Spring Term 2022
Our ACE curriculum has to have at its heart an active and creative response to what excites children and so, inspired by our current cohort’s fascination with constructing marble runs, Sarah engaged with a group of avid builders and creators in constructing their own marble run using a variety of tubing and materials. It required then to actively engage and participate in their own learning and allows them to be inventors and owners of their enquiries.
The Dinosaur Hunt story has certainly provided plenty of opportunities for being “active”: from looking for signs of dinosaurs in the woods, to re enacting the journey with trays of hot lava and the gooey swamp! We have also experimented in creating volcanic eruptions by combining vinegar and bicarbonate of soda and found out more about how volcanoes erupt.
It has also allowed us to extend our story telling skills as well as telling the story through pictures. Take a look at the gallery of our fun and learning:
Well, how can we beat the end to 2021 that was the superb performance of ‘Little Red: a nativity story’? The children’s enthusiasm for the performance shone through and I was as proud as any parent out there
But move on we must and here is a taster of what we have in store this term:
Active Story making: We’re going on a Dinosaur Hunt
Referring to the UNCRC (see What have We been doing? ) Article 29, what the strategies of Active story making do well, is providing children with a wide range of expressing themselves through story (I have attached links below to more information for those of you new to the practice).
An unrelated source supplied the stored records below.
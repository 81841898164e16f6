// Rust guideline compliant 2026-10-19

//! Property-based tests for prefix resolution.
//!
//! These tests validate lookup, shortest-prefix and alias behavior across
//! arbitrary item sets.

use abundant_core::prefix::fold;
use abundant_core::{AliasTable, Error, Match, PrefixIndex};
use proptest::prelude::*;
use std::collections::BTreeMap;

/// Generates item sets that are distinct after case folding.
fn arb_items() -> impl Strategy<Value = Vec<String>> {
    prop::collection::vec(prop::string::string_regex("[a-fA-F0-9]{1,8}").unwrap(), 1..20)
        .prop_map(|items| {
            let mut seen = BTreeMap::new();
            for item in items {
                seen.entry(fold(&item)).or_insert(item);
            }
            seen.into_values().collect()
        })
}

/// Returns the items whose folded form starts with the folded prefix.
fn matching<'a>(items: &'a [String], prefix: &str) -> Vec<&'a String> {
    let key = fold(prefix);
    items.iter().filter(|item| fold(item).starts_with(&key)).collect()
}

proptest! {
    /// Every inserted item resolves to itself, case preserved.
    #[test]
    fn test_lookup_returns_exact_item(items in arb_items()) {
        let index = PrefixIndex::from_items(items.clone());
        for item in &items {
            prop_assert_eq!(index.lookup(item).unwrap(), item.as_str());
        }
    }

    /// Lookup is case-insensitive.
    #[test]
    fn test_lookup_ignores_case(items in arb_items(), pick in any::<prop::sample::Index>(), len in 1usize..8) {
        let index = PrefixIndex::from_items(items.clone());
        let item = pick.get(&items);
        let prefix: String = item.chars().take(len).collect();
        let upper = index.search(&prefix.to_uppercase());
        let lower = index.search(&prefix.to_lowercase());
        prop_assert_eq!(upper, lower);
    }

    /// Search agrees with a linear scan of the items.
    #[test]
    fn test_search_matches_linear_scan(items in arb_items(), prefix in "[a-fA-F0-9]{0,4}") {
        let index = PrefixIndex::from_items(items.clone());
        let matches = matching(&items, &prefix);
        let exact = matches.iter().find(|item| fold(item) == fold(&prefix));

        match index.search(&prefix) {
            Match::NotFound => prop_assert!(matches.is_empty()),
            Match::Found(found) => {
                prop_assert!(matches.len() == 1 || exact.is_some());
                if let Some(exact) = exact {
                    prop_assert_eq!(found, exact.as_str());
                } else {
                    prop_assert_eq!(found, matches[0].as_str());
                }
            }
            Match::Ambiguous(candidates) => {
                prop_assert!(matches.len() > 1);
                prop_assert!(exact.is_none());
                let mut expected: Vec<&str> = matches.iter().map(|s| s.as_str()).collect();
                expected.sort_by_key(|s| fold(s));
                prop_assert_eq!(candidates, expected);
            }
        }
    }

    /// The shortest unique prefix resolves back to its item and is minimal.
    #[test]
    fn test_shortest_unique_prefix_is_minimal(items in arb_items()) {
        let index = PrefixIndex::from_items(items.clone());
        for item in &items {
            let unique = index.shortest_unique_prefix(item).unwrap();
            prop_assert!(!unique.is_empty());
            prop_assert!(item.starts_with(unique));
            prop_assert_eq!(index.lookup(unique).unwrap(), item.as_str());

            let len = unique.chars().count();
            if len > 1 && items.len() > 1 {
                let shorter: String = item.chars().take(len - 1).collect();
                prop_assert!(
                    index.lookup(&shorter).map(|found| found != item).unwrap_or(true),
                    "{} already identifies {}", shorter, item
                );
            }
        }
    }

    /// Incremental inserts build the same index as bulk construction.
    #[test]
    fn test_insert_matches_bulk_construction(items in arb_items()) {
        let bulk = PrefixIndex::from_items(items.clone());
        let mut incremental = PrefixIndex::new();
        for item in items.iter().rev() {
            incremental.insert(item.clone());
        }
        prop_assert_eq!(bulk.items().collect::<Vec<_>>(), incremental.items().collect::<Vec<_>>());
    }

    /// An alias and its target resolve to the same canonical item.
    #[test]
    fn test_alias_and_target_agree(items in arb_items(), pick in any::<prop::sample::Index>()) {
        let target = pick.get(&items).clone();
        let mut table = AliasTable::new(PrefixIndex::from_items(items));
        table.alias("zz-alias", &target).unwrap();
        prop_assert_eq!(table.resolve("zz-alias").unwrap(), target.as_str());
        prop_assert_eq!(table.resolve(&target).unwrap(), target.as_str());
        prop_assert_eq!(table.resolve("z").unwrap(), target.as_str());
    }
}

#[test]
fn test_reference_scenarios() {
    let index = PrefixIndex::from_items(["abc123", "abd456", "xyz789"]);
    assert_eq!(index.lookup("x").unwrap(), "xyz789");
    assert_eq!(index.search("a"), Match::Ambiguous(vec!["abc123", "abd456"]));
    assert_eq!(index.search("ab"), Match::Ambiguous(vec!["abc123", "abd456"]));
    assert_eq!(index.lookup("abc").unwrap(), "abc123");
    assert_eq!(index.lookup("abc123").unwrap(), "abc123");
    assert_eq!(index.shortest_unique_prefix("abc123"), Some("abc"));
    assert_eq!(index.shortest_unique_prefix("xyz789"), Some("x"));

    let mut table = AliasTable::new(index);
    table.alias("me", "abc123").unwrap();
    assert_eq!(table.resolve("me").unwrap(), "abc123");
    assert_eq!(table.index().lookup("m").unwrap(), "me");
}

#[test]
fn test_ambiguous_error_lists_candidates() {
    let index = PrefixIndex::from_items(["code", "contribute", "a"]);
    let err = index.lookup("co").unwrap_err();
    let msg = err.to_string();
    assert!(msg.contains("Ambiguous prefix: co"), "unexpected message {msg}");
    match err {
        Error::AmbiguousPrefix { candidates, .. } => {
            assert_eq!(candidates, vec!["code", "contribute"]);
        }
        other => panic!("expected ambiguity, got {other:?}"),
    }
}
We are also able to choose and adapt stories that are directed by the interests of the children: hence this term sees us following the many fascinations with dinosaurs and going on a dinosaur hunt. Using the familiar story structure of Bear Hunt we are hoping to introduce the children to a wider range of vocabulary as well as pulling out links from the story that again are based on the interests of the children of this cohort (volcano and lava jumping is an almost daily activity!).
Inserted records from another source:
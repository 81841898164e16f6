// Rust guideline compliant 2026-10-19

//! Manually registered names layered over a [`PrefixIndex`].

use crate::prefix::{fold, PrefixIndex};
use crate::Result;
use std::collections::HashMap;

/// A prefix index whose items may also be aliases for other items.
///
/// An alias such as `me` is searchable like any other item, but resolving it
/// yields the canonical item it was registered against. The target is
/// captured when the alias is created.
#[derive(Debug, Clone, Default)]
pub struct AliasTable {
    index: PrefixIndex,
    /// Folded alias name to canonical item.
    aliases: HashMap<String, String>,
}

impl AliasTable {
    /// Wraps an existing index with no aliases.
    #[must_use]
    pub fn new(index: PrefixIndex) -> Self {
        Self {
            index,
            aliases: HashMap::new(),
        }
    }

    /// Returns the underlying index, which includes alias names as items.
    #[must_use]
    pub fn index(&self) -> &PrefixIndex {
        &self.index
    }

    /// Inserts a plain item.
    pub fn insert(&mut self, item: impl Into<String>) {
        self.index.insert(item);
    }

    /// Registers `name` as an alias for whatever `target` resolves to.
    ///
    /// # Arguments
    ///
    /// * `name` - The alias name, itself made searchable by prefix
    /// * `target` - A prefix of the canonical item
    ///
    /// # Returns
    ///
    /// The canonical item the alias now points at.
    ///
    /// # Errors
    ///
    /// Returns `UnknownPrefix` or `AmbiguousPrefix` if `target` does not
    /// resolve; the table is left unchanged in that case.
    pub fn alias(&mut self, name: &str, target: &str) -> Result<String> {
        let canonical = self.resolve(target)?.to_string();
        tracing::trace!(alias = name, target = %canonical, "registered alias");
        self.aliases.insert(fold(name), canonical.clone());
        self.index.insert(name);
        Ok(canonical)
    }

    /// Returns the canonical item for an alias name, if `name` is one.
    #[must_use]
    pub fn target(&self, name: &str) -> Option<&str> {
        self.aliases.get(&fold(name)).map(String::as_str)
    }

    /// Resolves an alias name or an item prefix to a canonical item.
    ///
    /// An exact alias name bypasses prefix matching entirely. Otherwise the
    /// prefix is looked up in the index, and if it lands on an alias name the
    /// alias target is returned.
    ///
    /// # Arguments
    ///
    /// * `name_or_prefix` - Alias name or leading substring of an item
    ///
    /// # Returns
    ///
    /// The canonical item.
    ///
    /// # Errors
    ///
    /// Returns an error if the prefix is unknown or ambiguous.
    pub fn resolve(&self, name_or_prefix: &str) -> Result<&str> {
        if let Some(target) = self.target(name_or_prefix) {
            return Ok(target);
        }
        let item = self.index.lookup(name_or_prefix)?;
        Ok(self.target(item).unwrap_or(item))
    }
}

#[cfg(test)]
mod tests {
    use super::*;
    use crate::Error;

    fn sample() -> AliasTable {
        AliasTable::new(PrefixIndex::from_items(["abc123", "abd456", "xyz789"]))
    }

    #[test]
    fn test_alias_resolves_to_target() {
        let mut table = sample();
        assert_eq!(table.alias("me", "abc123").unwrap(), "abc123");

        assert_eq!(table.resolve("me").unwrap(), "abc123");
        assert_eq!(table.resolve("abc123").unwrap(), "abc123");
        assert_eq!(table.index().lookup("m").unwrap(), "me");
        assert_eq!(table.resolve("m").unwrap(), "abc123");
        assert_eq!(table.resolve("ME").unwrap(), "abc123");
    }

    #[test]
    fn test_alias_target_may_be_a_prefix() {
        let mut table = sample();
        table.alias("home", "x").unwrap();
        assert_eq!(table.resolve("home").unwrap(), "xyz789");
        assert_eq!(table.target("home"), Some("xyz789"));
        assert_eq!(table.target("xyz789"), None);
    }

    #[test]
    fn test_alias_against_unresolvable_target_fails() {
        let mut table = sample();
        assert!(matches!(
            table.alias("me", "ab"),
            Err(Error::AmbiguousPrefix { .. })
        ));
        assert!(matches!(
            table.alias("me", "nope"),
            Err(Error::UnknownPrefix(_))
        ));
        assert!(table.target("me").is_none());
        assert!(!table.index().contains("me"));
    }

    #[test]
    fn test_alias_of_alias_points_at_canonical() {
        let mut table = sample();
        table.alias("me", "abc").unwrap();
        table.alias("myself", "me").unwrap();
        assert_eq!(table.resolve("myself").unwrap(), "abc123");
    }

    #[test]
    fn test_alias_is_a_snapshot() {
        let mut table = AliasTable::new(PrefixIndex::from_items(["jane"]));
        table.alias("lead", "jane").unwrap();
        table.insert("Jane");
        assert_eq!(table.resolve("lead").unwrap(), "jane");
        assert_eq!(table.resolve("ja").unwrap(), "Jane");
    }

    #[test]
    fn test_alias_takes_part_in_ambiguity() {
        let mut table = AliasTable::new(PrefixIndex::from_items(["nobody", "norma"]));
        table.alias("nora", "norma").unwrap();
        assert!(matches!(
            table.resolve("nor"),
            Err(Error::AmbiguousPrefix { candidates, .. }) if candidates == vec!["nora", "norma"]
        ));
        assert_eq!(table.resolve("nora").unwrap(), "norma");
    }
}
we are going on a dinosaur hunt
Phonics
Even though we embed active listening to beginning sounds into routines as standards, this term we will begin the journey through the scheme of ‘jolly phonics’. We follow the sequence, starting with SATPIN. As ever, we aim to do this in a fun, interactive and co productive way, that invites the children to be participants in the learning and not merely filling out worksheets that require a right and wrong answer.
Teaching of phonics for pre school children
Explore, experiment and express
We want to be able to introduce the children to as wide a range of different forms of creative expression as possible: thinking about the type of music we play, the rhymes we sing or the media we use. This will hopefully enable each child to find the form that suits them best to grow and develop their own voices.
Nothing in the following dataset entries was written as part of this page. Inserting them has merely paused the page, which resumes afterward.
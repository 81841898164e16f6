// Rust guideline compliant 2026-10-19

//! Database discovery and path management utilities.

use crate::error::{AppError, Result};
use abundant_core::config::CONFIG_FILE;
use abundant_core::{Config, ConfigLoader, Storage};
use std::fs;
use std::path::{Path, PathBuf};

/// Name of the database directory.
pub const DB_DIR: &str = ".ab";

/// Path metadata for an Abundant database.
#[derive(Debug, Clone)]
pub struct RepoContext {
    root: PathBuf,
    db_dir: PathBuf,
    issues_dir: PathBuf,
    cache_dir: PathBuf,
    config_path: PathBuf,
    local_config_path: PathBuf,
    users_path: PathBuf,
}

impl RepoContext {
    /// Describes the database that would live directly under `root`.
    ///
    /// Nothing is checked on disk; use [`RepoContext::exists`].
    #[must_use]
    pub fn at(root: &Path) -> Self {
        let db_dir = root.join(DB_DIR);
        Self {
            root: root.to_path_buf(),
            issues_dir: db_dir.join("issues"),
            cache_dir: db_dir.join(".cache"),
            config_path: db_dir.join(CONFIG_FILE),
            local_config_path: db_dir.join("ab.local.conf"),
            users_path: db_dir.join("users"),
            db_dir,
        }
    }

    /// Discovers a database in `start` or the nearest parent holding one.
    ///
    /// # Arguments
    ///
    /// * `start` - Directory to search from, or the current directory
    ///
    /// # Returns
    ///
    /// A `RepoContext` rooted at the directory containing `.ab`.
    ///
    /// # Errors
    ///
    /// Returns an error if:
    /// - The current directory cannot be resolved
    /// - No directory up to the filesystem root contains `.ab`
    pub fn discover(start: Option<&Path>) -> Result<Self> {
        let cwd = std::env::current_dir()?;
        let start = match start {
            Some(path) => cwd.join(path),
            None => cwd,
        };

        let found = start
            .ancestors()
            .find(|dir| dir.join(DB_DIR).is_dir())
            .map(Self::at);
        match found {
            Some(repo) => {
                tracing::debug!(root = %repo.root.display(), "found database");
                Ok(repo)
            }
            None => Err(AppError::DatabaseNotFound { path: start }),
        }
    }

    /// Creates an empty database under `root`.
    ///
    /// # Errors
    ///
    /// Returns an error if:
    /// - `root` already holds a database (`DatabaseExists`)
    /// - Any directory or file cannot be created
    pub fn init(root: &Path) -> Result<Self> {
        let repo = Self::at(root);
        if repo.exists() {
            return Err(AppError::DatabaseExists {
                path: repo.db_dir.clone(),
            });
        }
        fs::create_dir_all(&repo.issues_dir)?;
        fs::create_dir(&repo.cache_dir)?;
        for file in [&repo.config_path, &repo.local_config_path, &repo.users_path] {
            fs::File::create(file)?;
        }
        tracing::info!(path = %repo.db_dir.display(), "created database");
        Ok(repo)
    }

    /// Returns true if the `.ab` directory exists.
    #[must_use]
    pub fn exists(&self) -> bool {
        self.db_dir.exists()
    }

    /// Returns the directory containing `.ab`.
    #[must_use]
    pub fn root(&self) -> &Path {
        self.root.as_path()
    }

    /// Returns the `.ab` directory path.
    #[must_use]
    pub fn db_dir(&self) -> &Path {
        self.db_dir.as_path()
    }

    /// Returns the directory holding issue files.
    #[must_use]
    pub fn issues_dir(&self) -> &Path {
        self.issues_dir.as_path()
    }

    #[must_use]
    pub fn cache_dir(&self) -> &Path {
        self.cache_dir.as_path()
    }

    /// Returns the shared database config path.
    #[must_use]
    pub fn config_path(&self) -> &Path {
        self.config_path.as_path()
    }

    /// Returns the per-checkout config path.
    #[must_use]
    pub fn local_config_path(&self) -> &Path {
        self.local_config_path.as_path()
    }

    /// Returns the users file path.
    #[must_use]
    pub fn users_path(&self) -> &Path {
        self.users_path.as_path()
    }

    /// Opens storage for the issues directory.
    ///
    /// # Errors
    ///
    /// Returns an error if the storage cannot be initialized.
    pub fn open_storage(&self) -> Result<Storage> {
        Ok(Storage::new(self.issues_dir.clone())?)
    }

    /// Returns a loader for the system files followed by both database files.
    #[must_use]
    pub fn config_loader(&self) -> ConfigLoader {
        ConfigLoader::system()
            .with_path(&self.config_path)
            .with_path(&self.local_config_path)
    }

    /// Loads layered configuration for this database.
    ///
    /// # Errors
    ///
    /// Returns an error if a configuration file is malformed.
    pub fn load_config(&self) -> Result<Config> {
        Ok(self.config_loader().load()?)
    }
}

#[cfg(test)]
mod tests {
    use super::*;
    use tempfile::TempDir;

    #[test]
    fn test_init_creates_layout() {
        let temp_dir = TempDir::new().unwrap();
        let repo = RepoContext::init(temp_dir.path()).unwrap();
        assert!(repo.issues_dir().is_dir());
        assert!(repo.cache_dir().is_dir());
        assert!(repo.config_path().is_file());
        assert!(repo.local_config_path().is_file());
        assert!(repo.users_path().is_file());
    }

    #[test]
    fn test_init_twice_fails() {
        let temp_dir = TempDir::new().unwrap();
        RepoContext::init(temp_dir.path()).unwrap();
        assert!(matches!(
            RepoContext::init(temp_dir.path()),
            Err(AppError::DatabaseExists { .. })
        ));
    }

    #[test]
    fn test_discover_walks_up_to_database() {
        let temp_dir = TempDir::new().unwrap();
        RepoContext::init(temp_dir.path()).unwrap();
        let nested = temp_dir.path().join("src").join("deep");
        fs::create_dir_all(&nested).unwrap();

        let repo = RepoContext::discover(Some(&nested)).unwrap();
        assert_eq!(repo.root(), temp_dir.path());
    }

    #[test]
    fn test_discover_without_database() {
        let temp_dir = TempDir::new().unwrap();
        assert!(matches!(
            RepoContext::discover(Some(temp_dir.path())),
            Err(AppError::DatabaseNotFound { .. })
        ));
    }
}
As ever if there is anything you want us to be doing with your children, or something you know they want then let us know. The children are our educators!
Autumn term 2021
Following the theme of being active in our curriculum, the essence of ‘Active story making’ is to enable and empower the children to become authors and tellers of the story. By providing them with different ways in which to tell the story (actions, words, pictures) they get to relate to the method that “speaks” to them. Techniques such as using repetetive phrases, the “rule of three” (“not one, not two, but three”), adding descriptive vocab (the rickety bridge/ sparkling stream) and dialogue (“OK kid! Move along”) introduces the children to parts of speech and story telling techniques (without needing to know your conjunctions from your contractions and determiners!), that they then can use in their own manner and in free play. The most rewarding part is to hear them re enact stories, either in the woods across a bridge, with small world animals or on a large scale hopping over bridges of cushions. This is why Active storymaking is intrinsic to our curriculum at Little Stars.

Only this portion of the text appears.